— ASSIGNED TASK —
Report every line of the data where the string "stderr" appears.

[Extracted records]

//! Topology snapshot access.
//!
//! - [`cache`] - Reading scan results saved as JSON

mod cache;

pub use cache::{parse_topology, read_topology};
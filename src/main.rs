use clap::Parser;
use gcp_network_planner::cli::{execute, Cli};
use gcp_network_planner::config::Settings;
use log::LevelFilter;
use log4rs::append::console::{ConsoleAppender, Target};
use log4rs::config::{Appender, Config, Root};
use std::error::Error;

fn init_logging() -> Result<(), Box<dyn Error>> {
    if log4rs::init_file("log4rs.yml", Default::default()).is_ok() {
        return Ok(());
    }
    // No config next to the binary: warnings to stderr only.
    let stderr = ConsoleAppender::builder().target(Target::Stderr).build();
    let config = Config::builder()
        .appender(Appender::builder().build("stderr", Box::new(stderr)))
        .build(Root::builder().appender("stderr").build(LevelFilter::Warn))?;
    log4rs::init_config(config)?;
    Ok(())
}

fn main() -> Result<(), Box<dyn Error>> {
    // Do as little as possible in main.rs as it can't contain any tests
    dotenv::dotenv().ok();
    init_logging()?;
    log::info!("#Start main()");

    let cli = Cli::parse();
    let settings = Settings::from_env();
    print!("{}", execute(&cli, &settings)?);

    Ok(())
}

— OUTPUT BELOW —
    // No config next to the binary: warnings to stderr only.
    let stderr = ConsoleAppender::builder().target(Target::Stderr).build();
        .appender(Appender::builder().build("stderr", Box::new(stderr)))
        .build(Root::builder().appender("stderr").build(LevelFilter::Warn))?;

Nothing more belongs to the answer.